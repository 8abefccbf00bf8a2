//! Service configuration.

use anyhow::{Context, Result};
use rand::Rng;
use std::env;
use std::str::FromStr;
use std::time::Duration;

/// Service configuration.
#[derive(Debug, Clone)]
pub struct Config {
    /// Address the HTTP API binds to.
    pub listen_addr: String,
    pub stream: StreamConfig,
    pub gateway: GatewayConfig,
}

/// Event stream connection.
#[derive(Debug, Clone)]
pub struct StreamConfig {
    /// WebSocket URL of the event service.
    pub url: String,
    /// Topic to listen on and acknowledge against.
    pub topic: String,
    /// Bound on batches buffered between the receive loop and reconciliation.
    pub channel_capacity: usize,
    pub reconnection: ReconnectionConfig,
}

/// Ledger REST gateway.
#[derive(Debug, Clone)]
pub struct GatewayConfig {
    pub url: String,
    pub username: Option<String>,
    pub password: Option<String>,
    pub timeout_secs: u64,
}

/// Reconnection backoff.
#[derive(Debug, Clone)]
pub struct ReconnectionConfig {
    pub initial_backoff_secs: u64,
    pub max_backoff_secs: u64,
}

impl Default for ReconnectionConfig {
    fn default() -> Self {
        Self {
            initial_backoff_secs: 1,
            max_backoff_secs: 60,
        }
    }
}

impl StreamConfig {
    pub fn new(url: impl Into<String>, topic: impl Into<String>) -> Self {
        Self {
            url: url.into(),
            topic: topic.into(),
            channel_capacity: 16,
            reconnection: ReconnectionConfig::default(),
        }
    }
}

impl Config {
    /// Load configuration from the environment (and `.env`, if present).
    pub fn from_env() -> Result<Self> {
        let _ = dotenvy::dotenv();
        let reconnection = ReconnectionConfig {
            initial_backoff_secs: parse_or("RECONNECT_INITIAL_BACKOFF_SECS", 1)?,
            max_backoff_secs: parse_or("RECONNECT_MAX_BACKOFF_SECS", 60)?,
        };
        Ok(Self {
            listen_addr: env::var("LISTEN_ADDR").unwrap_or_else(|_| "0.0.0.0:3000".to_string()),
            stream: StreamConfig {
                url: env::var("EVENT_STREAM_URL").context("EVENT_STREAM_URL must be set")?,
                topic: env::var("EVENT_STREAM_TOPIC").unwrap_or_else(|_| "dev".to_string()),
                channel_capacity: parse_or("BATCH_CHANNEL_CAPACITY", 16)?,
                reconnection,
            },
            gateway: GatewayConfig {
                url: env::var("GATEWAY_URL").context("GATEWAY_URL must be set")?,
                username: env::var("GATEWAY_USERNAME").ok(),
                password: env::var("GATEWAY_PASSWORD").ok(),
                timeout_secs: parse_or("GATEWAY_TIMEOUT_SECS", 30)?,
            },
        })
    }
}

fn parse_or<T>(key: &str, default: T) -> Result<T>
where
    T: FromStr,
    T::Err: std::error::Error + Send + Sync + 'static,
{
    match env::var(key) {
        Ok(v) => v
            .parse()
            .with_context(|| format!("{} must be a valid number", key)),
        Err(_) => Ok(default),
    }
}

/// Bounded exponential backoff with jitter: doubles per consecutive failure up to the cap.
#[derive(Debug, Clone)]
pub struct Backoff {
    config: ReconnectionConfig,
    attempt: u32,
}

impl Backoff {
    pub fn new(config: ReconnectionConfig) -> Self {
        Self { config, attempt: 0 }
    }

    /// Delay before the next attempt, without jitter.
    pub fn base_delay(&self) -> Duration {
        let initial = self.config.initial_backoff_secs.max(1);
        let factor = 1u64.checked_shl(self.attempt.min(32)).unwrap_or(u64::MAX);
        let secs = initial
            .saturating_mul(factor)
            .min(self.config.max_backoff_secs.max(initial));
        Duration::from_secs(secs)
    }

    /// Delay before the next attempt; advances the backoff.
    pub fn next_delay(&mut self) -> Duration {
        let base = self.base_delay();
        self.attempt = self.attempt.saturating_add(1);
        let jitter = Duration::from_millis(rand::thread_rng().gen_range(0..500));
        base + jitter
    }

    pub fn reset(&mut self) {
        self.attempt = 0;
    }
}
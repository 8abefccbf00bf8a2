use anyhow::{Context, Result};
use roster::{api, member_router, stream, AppState, Config, HttpGateway, InMemoryStore, Reconciler};
use std::sync::Arc;
use tokio::sync::watch;
use tracing_subscriber::EnvFilter;

#[tokio::main]
async fn main() -> Result<()> {
    tracing_subscriber::fmt()
        .with_env_filter(
            EnvFilter::try_from_default_env().unwrap_or_else(|_| "info,roster=debug".into()),
        )
        .init();

    let config = Config::from_env().context("load configuration")?;
    tracing::info!(topic = %config.stream.topic, "starting roster");

    let gateway = HttpGateway::new(config.gateway.clone()).context("build gateway client")?;
    let reconciler = Arc::new(Reconciler::new(Arc::new(InMemoryStore::new()), Arc::new(gateway)));

    let (shutdown_tx, shutdown_rx) = watch::channel(false);
    let tasks = stream::spawn(
        config.stream.clone(),
        member_router(Arc::clone(&reconciler)),
        shutdown_rx.clone(),
    );

    let app = api::router(AppState {
        reconciler,
        stream_state: tasks.consumer.state(),
    });
    let listener = tokio::net::TcpListener::bind(&config.listen_addr)
        .await
        .with_context(|| format!("bind {}", config.listen_addr))?;
    tracing::info!(addr = %config.listen_addr, "HTTP API listening");

    tokio::spawn(async move {
        if let Err(e) = tokio::signal::ctrl_c().await {
            tracing::error!(reason = %e, "listen for ctrl-c");
        }
        tracing::info!("shutting down");
        let _ = shutdown_tx.send(true);
    });

    let mut server_shutdown = shutdown_rx;
    axum::serve(listener, app)
        .with_graceful_shutdown(async move {
            let _ = server_shutdown.wait_for(|stop| *stop).await;
        })
        .await
        .context("HTTP server")?;
    tasks.join().await;
    Ok(())
}
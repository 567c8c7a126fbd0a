use crate::terminal::ast::{CommandName, CommandNode, Program};
use crate::terminal::lexer::{Intent, Token, TokenKind};
use log::debug;

#[derive(Debug, Clone, Copy, PartialEq, Eq)]
pub enum Mode {
    Literal,
    Natural,
}

/// `None` means no command could be recognised. That is a parse failure, not an error.
pub fn parse(tokens: &[Token], mode: Mode) -> Option<CommandNode> {
    let (first, rest) = tokens.split_first()?;
    match mode {
        Mode::Literal => {
            let mut root = CommandNode::new(CommandName::parse(&first.lexeme));
            for token in rest {
                root.push_arg(&token.lexeme);
            }
            Some(root)
        }
        Mode::Natural => parse_natural_language(tokens),
    }
}

fn parse_natural_language(tokens: &[Token]) -> Option<CommandNode> {
    let (pos, intent) = tokens
        .iter()
        .enumerate()
        .find_map(|(i, t)| t.kind.intent().map(|intent| (i, intent)))?;

    let tail = &tokens[pos..];
    if let Some(ignored) = tail[1..].iter().find(|t| t.kind.intent().is_some()) {
        debug!("Ignoring additional intent keyword '{}'", ignored.lexeme);
    }

    let root = match intent {
        Intent::Create => parse_create(tail),
        Intent::Delete => parse_delete(tail),
        Intent::ChangeDir => parse_change_dir(tail),
        Intent::List => parse_list(tail),
    };
    Some(root)
}

fn node(program: Program) -> CommandNode {
    CommandNode::new(CommandName::Known(program))
}

fn parse_create(tokens: &[Token]) -> CommandNode {
    let mut root = node(Program::Mkdir);
    for (i, token) in tokens.iter().enumerate() {
        if !matches!(token.kind, TokenKind::Directory | TokenKind::Identifier) {
            continue;
        }
        if let Some(name) = tokens[i + 1..].iter().find(|t| t.kind == TokenKind::Identifier) {
            root.push_arg(&name.lexeme);
            break;
        }
    }
    root
}

fn parse_delete(tokens: &[Token]) -> CommandNode {
    let mut root = node(Program::Rm);
    for token in tokens {
        if matches!(token.kind, TokenKind::Identifier | TokenKind::Path) {
            root.push_arg(&token.lexeme);
        }
    }
    root
}

fn parse_change_dir(tokens: &[Token]) -> CommandNode {
    let mut root = node(Program::Cd);
    if let Some(target) = tokens
        .iter()
        .find(|t| matches!(t.kind, TokenKind::Identifier | TokenKind::Path))
    {
        root.push_arg(&target.lexeme);
    }
    root
}

fn parse_list(tokens: &[Token]) -> CommandNode {
    let mut root = node(Program::Ls);
    for token in tokens {
        if matches!(token.kind, TokenKind::Flag | TokenKind::Path) {
            root.push_arg(&token.lexeme);
        }
    }
    root
}

#[cfg(test)]
mod tests {
    use super::*;
    use crate::terminal::lexer::{literal_tokens, tokenize};

    fn natural(text: &str) -> Option<CommandNode> {
        parse(&tokenize(text), Mode::Natural)
    }

    fn args(node: &CommandNode) -> Vec<&str> {
        node.args().collect()
    }

    #[test]
    fn test_literal_mode_keeps_words() {
        let tree = parse(&literal_tokens("mv Old.TXT ./new/place.txt"), Mode::Literal).unwrap();
        assert_eq!(tree.name, CommandName::Known(Program::Mv));
        assert_eq!(args(&tree), vec!["Old.TXT", "./new/place.txt"]);
    }

    #[test]
    fn test_create_folder_named() {
        let tree = natural("create a folder named testdir").unwrap();
        assert_eq!(tree.name, CommandName::Known(Program::Mkdir));
        assert_eq!(args(&tree), vec!["testdir"]);
    }

    #[test]
    fn test_create_takes_single_argument() {
        let tree = natural("make directory alpha beta").unwrap();
        assert_eq!(args(&tree), vec!["alpha"]);
    }

    #[test]
    fn test_delete_collects_all() {
        let tree = natural("delete notes.txt ./tmp/a.log").unwrap();
        assert_eq!(tree.name, CommandName::Known(Program::Rm));
        assert_eq!(args(&tree), vec!["notes.txt", "./tmp/a.log"]);
    }

    #[test]
    fn test_change_dir_first_target() {
        let tree = natural("go to src then docs").unwrap();
        assert_eq!(tree.name, CommandName::Known(Program::Cd));
        assert_eq!(args(&tree), vec!["src"]);
    }

    #[test]
    fn test_list_flags_and_paths() {
        let tree = natural("show contents of ./src -l").unwrap();
        assert_eq!(tree.name, CommandName::Known(Program::Ls));
        assert_eq!(args(&tree), vec!["./src", "-l"]);
    }

    #[test]
    fn test_intent_without_arguments() {
        let tree = natural("list contents").unwrap();
        assert_eq!(tree.name, CommandName::Known(Program::Ls));
        assert!(tree.arguments.is_empty());
    }

    #[test]
    fn test_first_intent_wins() {
        let tree = natural("please list then delete everything").unwrap();
        assert_eq!(tree.name, CommandName::Known(Program::Ls));
    }

    #[test]
    fn test_no_intent_is_none() {
        assert!(natural("please do something").is_none());
        assert!(parse(&[], Mode::Natural).is_none());
        assert!(parse(&[], Mode::Literal).is_none());
    }
}
use anyhow::{Context, Result, bail};
use colored::*;
use serde::Deserialize;
use std::collections::HashMap;
use std::env;
use std::fs;
use std::path::{Path, PathBuf};

pub const CONFIG_FILE: &str = "aiterm.toml";

#[derive(Debug, Default, Deserialize)]
pub struct TerminalConfig {
    #[serde(default)]
    pub fallback: FallbackConfig,
    #[serde(default)]
    pub executor: ExecutorConfig,
    /// Variables from `.env`, layered over the process environment.
    #[serde(skip)]
    pub env: HashMap<String, String>,
}

#[derive(Debug, Deserialize)]
#[serde(default)]
pub struct FallbackConfig {
    pub enabled: bool,
    pub model: String,
    pub api_key_env: String,
    pub endpoint: String,
}

impl Default for FallbackConfig {
    fn default() -> Self {
        Self {
            enabled: true,
            model: "gemini-1.5-flash".to_string(),
            api_key_env: "GOOGLE_API_KEY".to_string(),
            endpoint: "https://generativelanguage.googleapis.com/v1beta".to_string(),
        }
    }
}

#[derive(Debug, Deserialize)]
#[serde(default)]
pub struct ExecutorConfig {
    /// Directories searched for a command's binary.
    pub search_path: Vec<PathBuf>,
    /// Resolve binaries through the host `PATH` instead of `search_path`.
    pub inherit_path: bool,
    pub timeout_secs: Option<u64>,
}

impl Default for ExecutorConfig {
    fn default() -> Self {
        Self {
            search_path: vec![PathBuf::from("/usr/bin"), PathBuf::from("/bin")],
            inherit_path: cfg!(windows),
            timeout_secs: None,
        }
    }
}

impl TerminalConfig {
    /// `.env` values win over the process environment.
    pub fn var(&self, key: &str) -> Option<String> {
        self.env
            .get(key)
            .cloned()
            .or_else(|| env::var(key).ok())
            .filter(|v| !v.trim().is_empty())
    }
}

/// Loads `aiterm.toml` from `dir` (or `explicit`), then layers `.env` on top.
/// A missing default config file is not an error; a missing explicit one is.
pub fn load_config(dir: &Path, explicit: Option<&Path>) -> Result<TerminalConfig> {
    let config_path = match explicit {
        Some(p) => {
            if !p.exists() {
                bail!("❌ Config file {:?} not found.", p);
            }
            Some(p.to_path_buf())
        }
        None => Some(dir.join(CONFIG_FILE)).filter(|p| p.exists()),
    };

    let mut config = match &config_path {
        Some(path) => {
            let content = fs::read_to_string(path)
                .with_context(|| format!("Failed to read {}", path.display()))?;
            parse_config(&content).with_context(|| format!("Failed to parse {}", path.display()))?
        }
        None => TerminalConfig::default(),
    };

    // .env or .env.<AITERM_ENV>
    let env_filename = env::var("AITERM_ENV")
        .map(|v| format!(".env.{}", v))
        .unwrap_or_else(|_| ".env".to_string());
    let env_path = dir.join(&env_filename);

    if env_path.exists() {
        eprintln!("{} Loading environment from: {}", "🌿".green(), env_filename.bold());
        for item in dotenvy::from_path_iter(&env_path)? {
            let (key, val) = item?;
            config.env.insert(key, val);
        }
    }

    Ok(config)
}

pub fn parse_config(content: &str) -> Result<TerminalConfig> {
    Ok(toml::from_str(content)?)
}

= = = = =

The problem> Report all lines of the data above that include the string "TokenKind".

Solution for this problem>
use crate::terminal::lexer::{Intent, Token, TokenKind};
        if !matches!(token.kind, TokenKind::Directory | TokenKind::Identifier) {
        if let Some(name) = tokens[i + 1..].iter().find(|t| t.kind == TokenKind::Identifier) {
        if matches!(token.kind, TokenKind::Identifier | TokenKind::Path) {
        .find(|t| matches!(t.kind, TokenKind::Identifier | TokenKind::Path))
        if matches!(token.kind, TokenKind::Flag | TokenKind::Path) {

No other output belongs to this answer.